(PROBLEM DESCRIPTION)
Only the lines of the data holding the string "getAmountsOut" need to be returned.
*** RECORDS
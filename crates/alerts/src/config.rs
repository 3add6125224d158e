//! Alert destination configuration.

use thiserror::Error;

#[derive(Debug, Error, PartialEq, Eq)]
pub enum TelegramConfigError {
    #[error("{0} is not set")]
    Missing(&'static str),
    #[error("TELEGRAM_CHAT_ID must be a numeric chat id, got {0:?}")]
    InvalidChatId(String),
}

/// Telegram bot credentials and target chat.
#[derive(Clone)]
pub struct TelegramConfig {
    pub bot_token: String,
    pub chat_id: String,
}

impl std::fmt::Debug for TelegramConfig {
    fn fmt(&self, f: &mut std::fmt::Formatter<'_>) -> std::fmt::Result {
        f.debug_struct("TelegramConfig")
            .field("bot_token", &"<redacted>")
            .field("chat_id", &self.chat_id)
            .finish()
    }
}

impl TelegramConfig {
    /// Read `TELEGRAM_BOT_TOKEN` and `TELEGRAM_CHAT_ID`.
    pub fn from_env() -> Result<Self, TelegramConfigError> {
        Self::from_lookup(|key| std::env::var(key).ok())
    }

    pub fn from_lookup(lookup: impl Fn(&str) -> Option<String>) -> Result<Self, TelegramConfigError> {
        let non_empty = |key: &'static str| {
            lookup(key)
                .map(|v| v.trim().to_string())
                .filter(|v| !v.is_empty())
                .ok_or(TelegramConfigError::Missing(key))
        };
        let bot_token = non_empty("TELEGRAM_BOT_TOKEN")?;
        let chat_id = non_empty("TELEGRAM_CHAT_ID")?;
        if chat_id.parse::<i64>().is_err() {
            return Err(TelegramConfigError::InvalidChatId(chat_id));
        }
        Ok(Self { bot_token, chat_id })
    }
}

#[cfg(test)]
mod tests {
    use super::*;
    use std::collections::HashMap;

    fn lookup(vars: &[(&str, &str)]) -> impl Fn(&str) -> Option<String> {
        let map: HashMap<String, String> = vars
            .iter()
            .map(|(k, v)| (k.to_string(), v.to_string()))
            .collect();
        move |key| map.get(key).cloned()
    }

    #[test]
    fn test_from_lookup() {
        let config = TelegramConfig::from_lookup(lookup(&[
            ("TELEGRAM_BOT_TOKEN", "123:abc"),
            ("TELEGRAM_CHAT_ID", "-100200300"),
        ]))
        .unwrap();
        assert_eq!(config.chat_id, "-100200300");
        assert!(!format!("{:?}", config).contains("123:abc"));
    }

    #[test]
    fn test_missing_credentials() {
        assert_eq!(
            TelegramConfig::from_lookup(lookup(&[("TELEGRAM_CHAT_ID", "1")])).unwrap_err(),
            TelegramConfigError::Missing("TELEGRAM_BOT_TOKEN")
        );
        assert_eq!(
            TelegramConfig::from_lookup(lookup(&[
                ("TELEGRAM_BOT_TOKEN", "t"),
                ("TELEGRAM_CHAT_ID", "  ")
            ]))
            .unwrap_err(),
            TelegramConfigError::Missing("TELEGRAM_CHAT_ID")
        );
    }

    #[test]
    fn test_invalid_chat_id() {
        assert!(matches!(
            TelegramConfig::from_lookup(lookup(&[
                ("TELEGRAM_BOT_TOKEN", "t"),
                ("TELEGRAM_CHAT_ID", "@channel")
            ])),
            Err(TelegramConfigError::InvalidChatId(_))
        ));
    }
}
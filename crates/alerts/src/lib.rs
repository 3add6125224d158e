//! Telegram alerts for price divergence opportunities.
//!
//! This crate provides:
//! - Message formatting for opportunities
//! - The `AlertSink` transport trait with Telegram and log-only sinks
//! - A notifier enforcing a global cooldown between dispatches

pub mod config;
pub mod format;
pub mod notifier;
pub mod sink;

pub use config::{TelegramConfig, TelegramConfigError};
pub use format::format_opportunity_message;
pub use notifier::{NotificationState, Notifier, NotifierConfig, NotifyOutcome};
pub use sink::{AlertError, AlertSink, LogSink, TelegramSink};
//! Arbitrage detection engine.
//!
//! Per-network price collection, cross-venue opportunity detection, and the
//! pipeline that ties the two together for one network.

pub mod collector;
pub mod detector;
pub mod error;
pub mod pipeline;

pub use collector::*;
pub use detector::*;
pub use error::*;
pub use pipeline::*;
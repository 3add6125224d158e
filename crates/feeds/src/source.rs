//! Quote source abstraction.

use crate::QuoteError;
use async_trait::async_trait;
use scanner_core::Address;

/// Answers "how much `token_out` do I get for `amount_in` of `token_in` on this router".
///
/// Implementations are expected to be slow and unreliable; callers treat every
/// error as a missing quote for that venue.
#[async_trait]
pub trait QuoteSource: Send + Sync {
    async fn amounts_out(
        &self,
        router: Address,
        token_in: Address,
        token_out: Address,
        amount_in: u128,
    ) -> Result<u128, QuoteError>;
}
//! DEX venue identifiers.

use crate::Address;
use compact_str::CompactString;
use serde::{Deserialize, Serialize};
use std::fmt;

/// Venue name as configured, e.g. "uniswap_v2" or "sushiswap".
#[derive(Debug, Clone, PartialEq, Eq, Hash, PartialOrd, Ord, Serialize, Deserialize)]
#[serde(transparent)]
pub struct VenueId(pub CompactString);

impl VenueId {
    pub fn new(name: &str) -> Self {
        Self(CompactString::new(name))
    }

    #[inline]
    pub fn as_str(&self) -> &str {
        self.0.as_str()
    }
}

impl fmt::Display for VenueId {
    fn fmt(&self, f: &mut fmt::Formatter<'_>) -> fmt::Result {
        f.write_str(&self.0)
    }
}

impl From<&str> for VenueId {
    fn from(name: &str) -> Self {
        Self::new(name)
    }
}

/// A router deployment on one network.
#[derive(Debug, Clone, PartialEq, Eq, Serialize, Deserialize)]
pub struct Venue {
    pub id: VenueId,
    /// Router contract queried for quotes.
    pub router: Address,
}

impl Venue {
    pub fn new(id: &str, router: Address) -> Self {
        Self {
            id: VenueId::new(id),
            router,
        }
    }
}
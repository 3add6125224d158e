//! Throttled alert dispatch.

use crate::format::format_opportunity_message;
use crate::AlertSink;
use scanner_core::Opportunity;
use std::sync::Arc;
use std::time::Duration;
use tokio::time::Instant;
use tracing::{error, info, warn};

/// Configuration for the notifier.
#[derive(Debug, Clone)]
pub struct NotifierConfig {
    /// Minimum time between two dispatch attempts, across all opportunities.
    pub cooldown: Duration,
}

impl Default for NotifierConfig {
    fn default() -> Self {
        Self {
            cooldown: Duration::from_millis(2000),
        }
    }
}

/// When the last dispatch was attempted. Only the owning `Notifier` mutates it.
#[derive(Debug, Default)]
pub struct NotificationState {
    last_attempt: Option<Instant>,
}

impl NotificationState {
    pub fn last_attempt(&self) -> Option<Instant> {
        self.last_attempt
    }

    fn cooling_down(&self, now: Instant, cooldown: Duration) -> bool {
        self.last_attempt
            .is_some_and(|last| now.saturating_duration_since(last) < cooldown)
    }
}

/// What happened to a single notification.
#[derive(Debug, Clone, Copy, PartialEq, Eq)]
pub enum NotifyOutcome {
    Sent,
    Throttled,
    Failed,
}

/// Formats opportunities and hands them to an alert sink, at most once per cooldown.
pub struct Notifier {
    sink: Arc<dyn AlertSink>,
    destination: String,
    config: NotifierConfig,
    state: NotificationState,
}

impl Notifier {
    pub fn new(sink: Arc<dyn AlertSink>, destination: impl Into<String>, config: NotifierConfig) -> Self {
        Self {
            sink,
            destination: destination.into(),
            config,
            state: NotificationState::default(),
        }
    }

    pub fn state(&self) -> &NotificationState {
        &self.state
    }

    /// Send an alert for `opportunity` unless the cooldown is active.
    ///
    /// The cooldown restarts on every attempt, successful or not. Failed
    /// deliveries are logged and dropped.
    pub async fn notify(&mut self, opportunity: &Opportunity) -> NotifyOutcome {
        let now = Instant::now();
        if self.state.cooling_down(now, self.config.cooldown) {
            warn!(
                network = %opportunity.network,
                pair = %opportunity.pair,
                "Skipping notification due to cooldown"
            );
            return NotifyOutcome::Throttled;
        }
        self.state.last_attempt = Some(now);

        let message = format_opportunity_message(opportunity, chrono::Utc::now());
        match self.sink.deliver(&self.destination, &message).await {
            Ok(()) => {
                info!(
                    network = %opportunity.network,
                    pair = %opportunity.pair,
                    spread_pct = format!("{:.2}", opportunity.spread_pct),
                    "Alert sent"
                );
                NotifyOutcome::Sent
            }
            Err(e) => {
                error!(
                    network = %opportunity.network,
                    pair = %opportunity.pair,
                    error = %e,
                    "Failed to send alert"
                );
                NotifyOutcome::Failed
            }
        }
    }
}
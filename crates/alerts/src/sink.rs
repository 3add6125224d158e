//! Alert delivery transports.

use async_trait::async_trait;
use teloxide::prelude::*;
use teloxide::types::ParseMode;
use thiserror::Error;
use tracing::info;

#[derive(Error, Debug)]
pub enum AlertError {
    #[error("Telegram API error: {0}")]
    Telegram(#[from] teloxide::RequestError),
    #[error("Invalid destination: {0}")]
    InvalidDestination(String),
    #[error("Delivery failed: {0}")]
    Delivery(String),
}

/// Delivers a formatted message to a destination. No retry contract.
#[async_trait]
pub trait AlertSink: Send + Sync {
    async fn deliver(&self, destination: &str, message: &str) -> Result<(), AlertError>;
}

/// Sends HTML-formatted messages through the Telegram Bot API.
pub struct TelegramSink {
    bot: Bot,
}

impl TelegramSink {
    pub fn new(token: &str) -> Self {
        Self { bot: Bot::new(token) }
    }
}

#[async_trait]
impl AlertSink for TelegramSink {
    async fn deliver(&self, destination: &str, message: &str) -> Result<(), AlertError> {
        let chat_id: i64 = destination
            .trim()
            .parse()
            .map_err(|_| AlertError::InvalidDestination(destination.to_string()))?;
        self.bot
            .send_message(ChatId(chat_id), message)
            .parse_mode(ParseMode::Html)
            .await?;
        Ok(())
    }
}

/// Writes alerts to the log instead of sending them. Used for dry runs.
#[derive(Debug, Default)]
pub struct LogSink;

#[async_trait]
impl AlertSink for LogSink {
    async fn deliver(&self, destination: &str, message: &str) -> Result<(), AlertError> {
        info!(destination = destination, "Alert (dry run):\n{}", message);
        Ok(())
    }
}
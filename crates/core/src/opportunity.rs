//! Cross-venue price divergence on a single network.

use crate::{now_ms, Chain, PriceQuote};
use compact_str::CompactString;
use serde::{Deserialize, Serialize};

/// Buy at the cheapest venue, sell at the most expensive one.
#[derive(Debug, Clone, PartialEq, Serialize, Deserialize)]
pub struct Opportunity {
    pub network: Chain,
    /// "BASE/QUOTE"
    pub pair: CompactString,
    /// Minimum-price quote.
    pub buy: PriceQuote,
    /// Maximum-price quote.
    pub sell: PriceQuote,
    /// (sell - buy) / buy * 100
    pub spread_pct: f64,
    pub detected_at_ms: u64,
}

impl Opportunity {
    pub fn new(network: Chain, pair: CompactString, buy: PriceQuote, sell: PriceQuote) -> Self {
        let spread_pct = spread_pct(buy.price, sell.price);
        Self {
            network,
            pair,
            buy,
            sell,
            spread_pct,
            detected_at_ms: now_ms(),
        }
    }
}

/// Spread in percent measured against the buy side. Zero when `buy` is not positive.
pub fn spread_pct(buy: f64, sell: f64) -> f64 {
    if buy <= 0.0 {
        return 0.0;
    }
    (sell - buy) / buy * 100.0
}

#[cfg(test)]
mod tests {
    use super::*;

    #[test]
    fn test_spread_against_buy_side() {
        let spread = spread_pct(3000.0, 3020.0);
        assert!((spread - 0.666_666_666).abs() < 1e-6);
        assert_eq!(format!("{:.2}", spread), "0.67");
    }

    #[test]
    fn test_spread_guard() {
        assert_eq!(spread_pct(0.0, 10.0), 0.0);
        assert_eq!(spread_pct(-1.0, 10.0), 0.0);
    }

    #[test]
    fn test_opportunity_new() {
        let opp = Opportunity::new(
            Chain::Ethereum,
            "WETH/USDC".into(),
            PriceQuote::new("uniswap_v2".into(), 100.0),
            PriceQuote::new("sushiswap".into(), 101.0),
        );
        assert!((opp.spread_pct - 1.0).abs() < 1e-12);
        assert_eq!(opp.network, Chain::Ethereum);
    }
}
//! JSON-RPC quote source for Uniswap-V2-style routers.

use crate::abi::{decode_amounts, decode_hex, encode_get_amounts_out};
use crate::{QuoteError, QuoteSource};
use async_trait::async_trait;
use scanner_core::Address;
use serde::{Deserialize, Serialize};
use std::sync::atomic::{AtomicU64, Ordering};
use std::time::Duration;
use tracing::trace;

#[derive(Debug, Serialize)]
struct CallObject {
    to: String,
    data: String,
}

#[derive(Debug, Serialize)]
struct JsonRpcRequest<'a> {
    jsonrpc: &'static str,
    id: u64,
    method: &'static str,
    params: (CallObject, &'a str),
}

#[derive(Debug, Deserialize)]
struct JsonRpcErrorObject {
    code: i64,
    message: String,
}

#[derive(Debug, Deserialize)]
struct JsonRpcResponse {
    #[serde(default)]
    result: Option<String>,
    #[serde(default)]
    error: Option<JsonRpcErrorObject>,
}

/// Calls `getAmountsOut` via `eth_call` against a network's RPC endpoint.
pub struct RpcQuoteSource {
    client: reqwest::Client,
    url: String,
    next_id: AtomicU64,
}

impl RpcQuoteSource {
    /// `timeout` bounds each request, including connect.
    pub fn new(url: impl Into<String>, timeout: Duration) -> Result<Self, QuoteError> {
        let client = reqwest::Client::builder()
            .timeout(timeout)
            .build()
            .map_err(|e| QuoteError::Transport(e.to_string()))?;
        Ok(Self {
            client,
            url: url.into(),
            next_id: AtomicU64::new(1),
        })
    }

    async fn eth_call(&self, to: Address, data: &[u8]) -> Result<Vec<u8>, QuoteError> {
        let request = JsonRpcRequest {
            jsonrpc: "2.0",
            id: self.next_id.fetch_add(1, Ordering::Relaxed),
            method: "eth_call",
            params: (
                CallObject {
                    to: to.to_string(),
                    data: format!("0x{}", hex::encode(data)),
                },
                "latest",
            ),
        };

        let response = self.client.post(&self.url).json(&request).send().await?;
        if !response.status().is_success() {
            return Err(QuoteError::Transport(format!("HTTP {}", response.status())));
        }

        let body: JsonRpcResponse = response.json().await?;
        if let Some(err) = body.error {
            return Err(QuoteError::Rpc {
                code: err.code,
                message: err.message,
            });
        }
        let result = body
            .result
            .ok_or_else(|| QuoteError::Malformed("response has neither result nor error".into()))?;
        decode_hex(&result)
    }
}

#[async_trait]
impl QuoteSource for RpcQuoteSource {
    async fn amounts_out(
        &self,
        router: Address,
        token_in: Address,
        token_out: Address,
        amount_in: u128,
    ) -> Result<u128, QuoteError> {
        let calldata = encode_get_amounts_out(amount_in, &[token_in, token_out]);
        let output = self.eth_call(router, &calldata).await?;
        let amounts = decode_amounts(&output)?;

        trace!(router = %router, amounts = ?amounts, "getAmountsOut");

        if amounts.len() < 2 {
            return Err(QuoteError::Malformed(format!(
                "expected at least 2 amounts, got {}",
                amounts.len()
            )));
        }
        Ok(amounts[amounts.len() - 1])
    }
}

#[cfg(test)]
mod tests {
    use super::*;

    #[test]
    fn test_request_shape() {
        let request = JsonRpcRequest {
            jsonrpc: "2.0",
            id: 7,
            method: "eth_call",
            params: (
                CallObject {
                    to: Address::ZERO.to_string(),
                    data: "0xd06ca61f".into(),
                },
                "latest",
            ),
        };
        let json = serde_json::to_value(&request).unwrap();
        assert_eq!(json["method"], "eth_call");
        assert_eq!(json["id"], 7);
        assert_eq!(json["params"][0]["to"], "0x0000000000000000000000000000000000000000");
        assert_eq!(json["params"][0]["data"], "0xd06ca61f");
        assert_eq!(json["params"][1], "latest");
    }

    #[test]
    fn test_response_parsing() {
        let ok: JsonRpcResponse = serde_json::from_str(r#"{"jsonrpc":"2.0","id":1,"result":"0x00"}"#).unwrap();
        assert_eq!(ok.result.as_deref(), Some("0x00"));
        assert!(ok.error.is_none());

        let reverted: JsonRpcResponse = serde_json::from_str(
            r#"{"jsonrpc":"2.0","id":1,"error":{"code":3,"message":"execution reverted"}}"#,
        )
        .unwrap();
        let err = reverted.error.unwrap();
        assert_eq!(err.code, 3);
        assert_eq!(err.message, "execution reverted");
    }

    #[tokio::test]
    async fn test_unreachable_endpoint() {
        // Port 9 (discard) on localhost is not an HTTP server.
        let source = RpcQuoteSource::new("http://127.0.0.1:9", Duration::from_millis(500)).unwrap();
        let err = source
            .amounts_out(Address::ZERO, Address::ZERO, Address::ZERO, 1)
            .await
            .unwrap_err();
        assert!(err.is_unreachable(), "unexpected error: {err}");
    }
}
******
(ANSWER TO THIS TASK)
/// Calls `getAmountsOut` via `eth_call` against a network's RPC endpoint.
        trace!(router = %router, amounts = ?amounts, "getAmountsOut");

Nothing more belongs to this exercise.